• **The task**: All lines in the records below with the word "warn" must be returned.

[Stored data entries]
impl IndexManager {
    /// Creates a manager over `root`.
    ///
    /// Heaps below tantivy's per-thread minimum are raised to it.
    pub fn new(
        root: impl Into<PathBuf>,
        heap_bytes: usize,
        registry: Arc<ExtensionFieldRegistry>,
    ) -> Self {
        Self {
            root: root.into(),
            heap_bytes: heap_bytes.max(MIN_WRITER_HEAP),
            schema: IndexSchema::new(),
            registry,
            writer_locks: DashMap::new(),
        }
    }

    /// Creates a manager from configuration, with its own registry.
    pub fn from_config(config: &Config) -> Self {
        Self::new(
            &config.index.root,
            config.index.writer_heap_bytes,
            Arc::new(ExtensionFieldRegistry::from_settings(&config.registry)),
        )
    }

    /// Directory holding the tenant indexes.
    pub fn root(&self) -> &Path {
        &self.root
    }

    /// The shared extension field cache.
    pub fn registry(&self) -> &ExtensionFieldRegistry {
        &self.registry
    }

    /// Directory of one tenant's index.
    pub fn tenant_path(&self, tenant: i64) -> PathBuf {
        self.root.join(tenant.to_string())
    }

    /// Returns true if the tenant has ever been written to. Opens nothing.
    pub fn index_exists(&self, tenant: i64) -> bool {
        self.tenant_path(tenant).join(META_FILE).is_file()
    }

    /// Lists every tenant with an index on disk, in ascending order.
    pub fn tenants(&self) -> Result<Vec<i64>, IndexError> {
        let entries = match fs::read_dir(&self.root) {
            Ok(entries) => entries,
            Err(e) if e.kind() == io::ErrorKind::NotFound => return Ok(Vec::new()),
            Err(e) => return Err(e.into()),
        };

        let mut tenants = Vec::new();
        for entry in entries {
            let entry = entry?;
            let Some(tenant) = entry.file_name().to_str().and_then(|name| name.parse().ok())
            else {
                continue;
            };
            if self.index_exists(tenant) {
                tenants.push(tenant);
            }
        }
        tenants.sort_unstable();
        Ok(tenants)
    }

    /// Number of live documents in a tenant index, zero if it does not exist.
    pub fn document_count(&self, tenant: i64) -> u64 {
        self.open_reader(tenant)
            .map_or(0, |reader| reader.num_docs())
    }

    /// Opens a reader on a tenant index.
    ///
    /// Returns `None` if the tenant was never written to. Open failures are logged and also
    /// yield `None`.
    pub fn open_reader(&self, tenant: i64) -> Option<TenantReader> {
        if !self.index_exists(tenant) {
            debug!(group_id = tenant, "no index for tenant");
            return None;
        }

        let reader = self
            .open_index(tenant, false)
            .and_then(|index| Self::reader(&index, &self.tenant_path(tenant)));
        match reader {
            Ok(reader) => Some(TenantReader {
                tenant,
                searcher: reader.searcher(),
                schema: self.schema.clone(),
            }),
            Err(e) => {
                warn!(group_id = tenant, error = %e, "failed to open index reader");
                None
            }
        }
    }

    /// Indexes one message.
    ///
    /// Messages with empty content are indexed too. Nothing is deduplicated: writing the
    /// same message id twice leaves two documents unless the caller deletes first.
    pub fn write(&self, message: &MessageDocument) -> Result<(), IndexError> {
        let tenant = message.group_id;
        let doc = to_tantivy(&self.schema, message)?;
        self.with_writer(tenant, |writer| {
            writer.add_document(doc).map_err(|e| IndexError::write(&e))?;
            Ok(())
        })?;
        debug!(group_id = tenant, message_id = message.message_id, "indexed message");
        Ok(())
    }

    /// Indexes many messages.
    ///
    /// Messages are grouped by tenant. Tenants are written in parallel, each with one writer.
    /// Messages without content are skipped. A message that fails is logged and counted, and
    /// the rest of the batch continues.
    pub fn write_batch(&self, messages: &[MessageDocument]) -> BatchReport {
        let mut partitions: BTreeMap<i64, Vec<&MessageDocument>> = BTreeMap::new();
        for message in messages {
            partitions.entry(message.group_id).or_default().push(message);
        }

        let report = partitions
            .into_par_iter()
            .map(|(tenant, messages)| self.write_partition(tenant, &messages))
            .reduce(BatchReport::default, BatchReport::combine);
        info!(
            written = report.written,
            skipped = report.skipped,
            failed = report.failed,
            "batch write finished"
        );
        report
    }

    /// Writes one tenant's share of a batch.
    fn write_partition(&self, tenant: i64, messages: &[&MessageDocument]) -> BatchReport {
        let (empty, messages): (Vec<&MessageDocument>, Vec<&MessageDocument>) = messages
            .iter()
            .copied()
            .partition(|message| message.content.trim().is_empty());
        for message in &empty {
            debug!(
                group_id = tenant,
                message_id = message.message_id,
                "skipping message without content"
            );
        }

        let mut report = BatchReport {
            skipped: empty.len(),
            ..BatchReport::default()
        };
        if messages.is_empty() {
            return report;
        }

        let result = self.with_writer(tenant, |writer| {
            let mut written = 0;
            let mut failed = 0;
            for message in &messages {
                let added = to_tantivy(&self.schema, message)
                    .and_then(|doc| writer.add_document(doc).map_err(|e| IndexError::write(&e)));
                match added {
                    Ok(_) => written += 1,
                    Err(e) => {
                        error!(
                            group_id = tenant,
                            message_id = message.message_id,
                            error = %e,
                            "failed to index message"
                        );
                        failed += 1;
                    }
                }
            }
            Ok((written, failed))
        });

        match result {
            Ok((written, failed)) => {
                report.written = written;
                report.failed = failed;
            }
            Err(e) => {
                error!(group_id = tenant, error = %e, "failed to write tenant batch");
                report.failed = messages.len();
            }
        }
        report
    }

    /// Removes a message. Missing messages and missing indexes are not errors.
    pub fn delete(&self, tenant: i64, message_id: i64) -> Result<(), IndexError> {
        if !self.index_exists(tenant) {
            debug!(group_id = tenant, message_id, "delete on missing index ignored");
            return Ok(());
        }
        self.with_writer(tenant, |writer| {
            writer.delete_term(self.schema.message_term(message_id));
            Ok(())
        })?;
        debug!(group_id = tenant, message_id, "deleted message");
        Ok(())
    }

    /// Simple-mode search within one tenant.
    ///
    /// A blank query matches every message of the tenant. The total counts all matches,
    /// whatever the page window.
    pub fn search(
        &self,
        query: &str,
        tenant: i64,
        skip: usize,
        take: usize,
    ) -> Result<SearchPage, IndexError> {
        self.search_tenant(SearchMode::Simple, query, tenant, skip, take)
    }

    /// Syntax-mode search within one tenant.
    pub fn syntax_search(
        &self,
        query: &str,
        tenant: i64,
        skip: usize,
        take: usize,
    ) -> Result<SearchPage, IndexError> {
        self.search_tenant(SearchMode::Syntax, query, tenant, skip, take)
    }

    /// Simple-mode search across every tenant.
    pub fn search_all(&self, query: &str, skip: usize, take: usize) -> Result<SearchPage, IndexError> {
        self.search_every_tenant(SearchMode::Simple, query, skip, take)
    }

    /// Syntax-mode search across every tenant.
    pub fn syntax_search_all(
        &self,
        query: &str,
        skip: usize,
        take: usize,
    ) -> Result<SearchPage, IndexError> {
        self.search_every_tenant(SearchMode::Syntax, query, skip, take)
    }

    /// Searches one tenant and slices the requested page.
    fn search_tenant(
        &self,
        mode: SearchMode,
        query: &str,
        tenant: i64,
        skip: usize,
        take: usize,
    ) -> Result<SearchPage, IndexError> {
        let Some(reader) = self.open_reader(tenant) else {
            return Ok(SearchPage::default());
        };
        let limit = if take == 0 { 0 } else { skip.saturating_add(take) };
        let (total, messages) = self.collect(&reader, mode, query, limit)?;
        Ok(SearchPage {
            total,
            messages: messages.into_iter().skip(skip).take(take).collect(),
        })
    }

    /// Searches every tenant, merges the hits and slices the requested page.
    ///
    /// A tenant that cannot be opened or searched is logged and left out.
    fn search_every_tenant(
        &self,
        mode: SearchMode,
        query: &str,
        skip: usize,
        take: usize,
    ) -> Result<SearchPage, IndexError> {
        let limit = if take == 0 { 0 } else { skip.saturating_add(take) };
        let per_tenant: Vec<(usize, Vec<MessageDocument>)> = self
            .tenants()?
            .into_par_iter()
            .filter_map(|tenant| {
                let reader = self.open_reader(tenant)?;
                self.collect(&reader, mode, query, limit)
                    .inspect_err(|e| {
                        warn!(group_id = tenant, error = %e, "skipping tenant in search");
                    })
                    .ok()
            })
            .collect();

        let total = per_tenant.iter().map(|(total, _)| total).sum();
        let mut messages: Vec<MessageDocument> = per_tenant
            .into_iter()
            .flat_map(|(_, messages)| messages)
            .collect();
        messages.sort_by_key(|message| (Reverse(message.message_id), message.group_id));

        Ok(SearchPage {
            total,
            messages: messages.into_iter().skip(skip).take(take).collect(),
        })
    }

    /// Compiles the query for one tenant and collects its top `limit` hits.
    fn collect(
        &self,
        reader: &TenantReader,
        mode: SearchMode,
        query: &str,
        limit: usize,
    ) -> Result<(usize, Vec<MessageDocument>), IndexError> {
        let ctx = QueryContext::new(reader.tenant, &self.schema, &self.registry, reader);
        let compiled = match mode {
            SearchMode::Simple => compile_simple(query, &ctx),
            SearchMode::Syntax => compile_syntax(query, &ctx),
        };
        reader.top_messages(compiled.as_ref(), limit)
    }

    /// Runs `f` with an exclusive writer on a tenant index, then commits.
    ///
    /// The writer is released on every path. Uncommitted changes are discarded when `f` or
    /// the commit fails. After a successful commit the tenant's extension fields are
    /// invalidated.
    fn with_writer<T>(
        &self,
        tenant: i64,
        f: impl FnOnce(&mut IndexWriter) -> Result<T, IndexError>,
    ) -> Result<T, IndexError> {
        let lock = self.writer_locks.entry(tenant).or_default().clone();
        let _guard = lock.lock();

        let path = self.tenant_path(tenant);
        let index = self.open_index(tenant, true)?;
        let mut writer: IndexWriter = index
            .writer_with_num_threads(1, self.heap_bytes)
            .map_err(|e| IndexError::open_index(path, &e))?;

        let value = f(&mut writer)?;
        writer.commit().map_err(|e| IndexError::commit(&e))?;
        writer
            .wait_merging_threads()
            .map_err(|e| IndexError::commit(&e))?;

        self.registry.invalidate(Some(tenant));
        Ok(value)
    }

    /// Opens a tenant index, creating it when `create` is set.
    fn open_index(&self, tenant: i64, create: bool) -> Result<Index, IndexError> {
        let path = self.tenant_path(tenant);
        if create {
            fs::create_dir_all(&path)?;
        }

        let dir = MmapDirectory::open(&path).map_err(|e| {
            let err: tantivy::TantivyError = e.into();
            IndexError::open_index(path.clone(), &err)
        })?;
        let index = if create {
            Index::open_or_create(dir, self.schema.schema().clone())
        } else {
            Index::open(dir)
        }
        .map_err(|e| IndexError::open_index(path.clone(), &e))?;

        if create {
            info!(group_id = tenant, path = %path.display(), "opened index for writing");
        }
        index.tokenizers().register(CHAT_TOKENIZER, build_analyzer());
        Ok(index)
    }

    /// Builds a reader that sees the latest commit.
    fn reader(index: &Index, path: &Path) -> Result<IndexReader, IndexError> {
        index
            .reader_builder()
            .reload_policy(ReloadPolicy::Manual)
            .try_into()
            .map_err(|e| IndexError::open_index(path.to_path_buf(), &e))
    }
}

• **Result**:
                warn!(group_id = tenant, error = %e, "failed to open index reader");
                        warn!(group_id = tenant, error = %e, "skipping tenant in search");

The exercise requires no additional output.